ACTIVITY:
Below are the records; copy each line in them that holds the word "AllOf".

MATERIAL SUPPLIED:
• • • • •
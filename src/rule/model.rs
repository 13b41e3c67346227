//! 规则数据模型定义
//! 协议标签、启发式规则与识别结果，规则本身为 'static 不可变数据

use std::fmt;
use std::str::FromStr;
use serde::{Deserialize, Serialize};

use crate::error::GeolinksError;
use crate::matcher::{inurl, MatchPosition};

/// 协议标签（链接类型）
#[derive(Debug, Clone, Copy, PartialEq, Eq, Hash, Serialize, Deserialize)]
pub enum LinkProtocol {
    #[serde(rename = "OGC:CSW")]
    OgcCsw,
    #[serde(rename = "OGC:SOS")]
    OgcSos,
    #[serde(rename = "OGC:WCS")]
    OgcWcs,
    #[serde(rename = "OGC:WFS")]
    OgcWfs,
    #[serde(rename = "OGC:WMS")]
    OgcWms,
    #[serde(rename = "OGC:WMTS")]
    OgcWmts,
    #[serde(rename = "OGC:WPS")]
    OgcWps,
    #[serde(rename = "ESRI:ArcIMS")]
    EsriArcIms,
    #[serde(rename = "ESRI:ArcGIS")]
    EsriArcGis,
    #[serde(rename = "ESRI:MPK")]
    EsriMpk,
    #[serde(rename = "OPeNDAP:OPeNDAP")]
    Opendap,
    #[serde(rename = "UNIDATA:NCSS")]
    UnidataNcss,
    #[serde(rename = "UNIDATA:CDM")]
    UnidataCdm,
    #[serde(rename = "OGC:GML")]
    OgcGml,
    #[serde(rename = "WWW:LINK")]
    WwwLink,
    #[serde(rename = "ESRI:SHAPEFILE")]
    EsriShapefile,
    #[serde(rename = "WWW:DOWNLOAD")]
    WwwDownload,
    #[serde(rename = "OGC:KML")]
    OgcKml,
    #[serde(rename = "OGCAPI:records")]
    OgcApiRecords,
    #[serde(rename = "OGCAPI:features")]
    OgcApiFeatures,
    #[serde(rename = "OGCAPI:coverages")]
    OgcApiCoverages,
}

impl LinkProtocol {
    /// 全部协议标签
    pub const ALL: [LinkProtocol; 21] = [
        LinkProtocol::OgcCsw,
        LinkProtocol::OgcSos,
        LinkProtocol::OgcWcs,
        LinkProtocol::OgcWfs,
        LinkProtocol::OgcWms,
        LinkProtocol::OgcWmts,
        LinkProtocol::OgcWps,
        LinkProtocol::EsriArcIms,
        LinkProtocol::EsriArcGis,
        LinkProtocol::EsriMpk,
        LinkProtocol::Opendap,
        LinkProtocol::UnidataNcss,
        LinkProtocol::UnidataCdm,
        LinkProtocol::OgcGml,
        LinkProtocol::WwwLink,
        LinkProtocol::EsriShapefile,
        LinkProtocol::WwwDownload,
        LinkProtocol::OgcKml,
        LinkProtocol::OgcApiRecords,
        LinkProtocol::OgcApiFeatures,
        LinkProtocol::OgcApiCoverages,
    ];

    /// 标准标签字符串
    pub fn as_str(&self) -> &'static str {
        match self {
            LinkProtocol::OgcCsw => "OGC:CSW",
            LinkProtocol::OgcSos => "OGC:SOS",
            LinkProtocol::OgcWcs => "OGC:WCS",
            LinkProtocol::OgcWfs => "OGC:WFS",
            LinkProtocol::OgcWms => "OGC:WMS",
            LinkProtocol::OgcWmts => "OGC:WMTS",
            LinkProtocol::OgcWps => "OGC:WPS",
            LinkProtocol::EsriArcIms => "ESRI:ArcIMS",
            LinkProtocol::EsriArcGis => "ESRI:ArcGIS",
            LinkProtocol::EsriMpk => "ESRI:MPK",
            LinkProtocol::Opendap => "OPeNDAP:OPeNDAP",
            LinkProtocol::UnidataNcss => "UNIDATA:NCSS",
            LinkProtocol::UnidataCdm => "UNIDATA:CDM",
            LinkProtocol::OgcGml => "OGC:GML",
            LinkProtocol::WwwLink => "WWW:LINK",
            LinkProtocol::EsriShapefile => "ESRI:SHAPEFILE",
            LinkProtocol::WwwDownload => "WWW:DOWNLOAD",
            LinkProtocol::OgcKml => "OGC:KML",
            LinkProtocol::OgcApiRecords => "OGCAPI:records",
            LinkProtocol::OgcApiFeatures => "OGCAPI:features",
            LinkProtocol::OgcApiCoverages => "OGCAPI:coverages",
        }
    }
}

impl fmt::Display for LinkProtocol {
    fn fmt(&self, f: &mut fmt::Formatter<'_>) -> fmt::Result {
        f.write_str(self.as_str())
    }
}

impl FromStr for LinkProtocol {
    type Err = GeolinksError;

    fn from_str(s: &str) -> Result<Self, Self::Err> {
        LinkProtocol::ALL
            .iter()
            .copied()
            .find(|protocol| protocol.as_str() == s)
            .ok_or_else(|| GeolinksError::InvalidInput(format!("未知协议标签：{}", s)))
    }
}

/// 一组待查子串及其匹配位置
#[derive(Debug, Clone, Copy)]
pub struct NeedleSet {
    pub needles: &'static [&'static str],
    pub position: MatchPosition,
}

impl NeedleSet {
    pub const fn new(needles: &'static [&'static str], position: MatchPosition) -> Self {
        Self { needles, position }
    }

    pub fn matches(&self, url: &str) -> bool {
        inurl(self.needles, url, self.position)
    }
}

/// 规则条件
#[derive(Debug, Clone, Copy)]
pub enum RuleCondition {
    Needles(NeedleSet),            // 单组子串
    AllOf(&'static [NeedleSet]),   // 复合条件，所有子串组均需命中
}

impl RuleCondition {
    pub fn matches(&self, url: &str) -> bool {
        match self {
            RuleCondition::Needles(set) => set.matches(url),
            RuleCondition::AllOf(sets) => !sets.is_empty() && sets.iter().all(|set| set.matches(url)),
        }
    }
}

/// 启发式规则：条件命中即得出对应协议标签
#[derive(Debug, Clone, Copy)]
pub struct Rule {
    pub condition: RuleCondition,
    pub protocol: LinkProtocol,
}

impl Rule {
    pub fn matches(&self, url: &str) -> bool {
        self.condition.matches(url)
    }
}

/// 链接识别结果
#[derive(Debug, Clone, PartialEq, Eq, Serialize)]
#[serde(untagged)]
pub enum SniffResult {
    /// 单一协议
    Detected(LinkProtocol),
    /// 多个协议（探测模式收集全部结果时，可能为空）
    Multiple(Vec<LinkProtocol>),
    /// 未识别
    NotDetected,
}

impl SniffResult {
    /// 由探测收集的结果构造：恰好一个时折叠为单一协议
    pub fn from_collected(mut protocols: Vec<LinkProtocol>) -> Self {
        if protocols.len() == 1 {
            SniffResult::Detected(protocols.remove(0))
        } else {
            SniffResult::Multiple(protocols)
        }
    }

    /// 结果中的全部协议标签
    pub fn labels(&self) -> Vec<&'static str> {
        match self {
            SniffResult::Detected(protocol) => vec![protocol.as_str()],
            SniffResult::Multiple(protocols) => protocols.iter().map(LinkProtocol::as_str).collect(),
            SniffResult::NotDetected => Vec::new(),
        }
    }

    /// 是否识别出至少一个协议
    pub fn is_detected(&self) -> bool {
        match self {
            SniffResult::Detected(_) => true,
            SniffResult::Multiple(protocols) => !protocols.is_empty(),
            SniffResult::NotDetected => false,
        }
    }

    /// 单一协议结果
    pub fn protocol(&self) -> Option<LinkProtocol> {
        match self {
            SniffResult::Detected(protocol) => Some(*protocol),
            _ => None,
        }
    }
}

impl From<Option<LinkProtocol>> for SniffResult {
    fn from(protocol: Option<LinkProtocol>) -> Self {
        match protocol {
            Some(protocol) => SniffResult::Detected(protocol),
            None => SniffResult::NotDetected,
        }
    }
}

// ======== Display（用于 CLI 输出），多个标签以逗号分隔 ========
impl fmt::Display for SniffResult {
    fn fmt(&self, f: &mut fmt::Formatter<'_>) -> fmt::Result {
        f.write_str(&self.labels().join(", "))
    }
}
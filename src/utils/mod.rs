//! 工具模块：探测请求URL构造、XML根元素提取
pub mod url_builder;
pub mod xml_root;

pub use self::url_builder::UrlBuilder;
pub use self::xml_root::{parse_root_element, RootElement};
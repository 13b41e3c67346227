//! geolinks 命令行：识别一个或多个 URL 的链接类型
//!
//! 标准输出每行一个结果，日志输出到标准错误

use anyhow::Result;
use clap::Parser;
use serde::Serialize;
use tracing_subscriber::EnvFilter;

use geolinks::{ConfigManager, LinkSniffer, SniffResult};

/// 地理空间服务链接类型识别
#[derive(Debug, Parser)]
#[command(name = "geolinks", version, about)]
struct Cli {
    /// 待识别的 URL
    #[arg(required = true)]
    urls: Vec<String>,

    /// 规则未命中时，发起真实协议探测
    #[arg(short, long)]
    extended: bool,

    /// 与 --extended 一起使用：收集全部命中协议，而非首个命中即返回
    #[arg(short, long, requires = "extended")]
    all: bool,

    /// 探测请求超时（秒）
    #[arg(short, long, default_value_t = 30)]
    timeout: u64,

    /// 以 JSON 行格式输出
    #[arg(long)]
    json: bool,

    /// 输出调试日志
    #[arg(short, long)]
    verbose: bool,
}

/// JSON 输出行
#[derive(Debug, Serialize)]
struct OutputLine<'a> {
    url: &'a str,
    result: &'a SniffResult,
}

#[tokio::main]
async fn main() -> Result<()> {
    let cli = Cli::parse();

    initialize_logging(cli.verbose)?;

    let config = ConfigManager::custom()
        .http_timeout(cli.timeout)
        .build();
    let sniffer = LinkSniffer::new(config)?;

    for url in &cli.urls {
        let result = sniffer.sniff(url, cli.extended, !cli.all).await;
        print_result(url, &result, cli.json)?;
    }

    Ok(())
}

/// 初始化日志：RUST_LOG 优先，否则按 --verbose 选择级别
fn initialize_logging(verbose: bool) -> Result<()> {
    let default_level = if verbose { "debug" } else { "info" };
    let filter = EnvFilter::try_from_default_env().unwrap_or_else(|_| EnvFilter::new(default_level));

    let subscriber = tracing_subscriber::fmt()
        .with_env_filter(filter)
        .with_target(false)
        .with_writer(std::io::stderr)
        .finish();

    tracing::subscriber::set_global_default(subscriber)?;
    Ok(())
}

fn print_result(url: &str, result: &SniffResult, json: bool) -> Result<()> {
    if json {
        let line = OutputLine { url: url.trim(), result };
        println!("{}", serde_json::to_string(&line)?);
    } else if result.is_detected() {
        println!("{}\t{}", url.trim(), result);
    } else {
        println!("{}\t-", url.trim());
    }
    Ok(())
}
• • • • •
YOUR SOLUTION:
    AllOf(&'static [NeedleSet]),   // 复合条件，所有子串组均需命中
            RuleCondition::AllOf(sets) => !sets.is_empty() && sets.iter().all(|set| set.matches(url)),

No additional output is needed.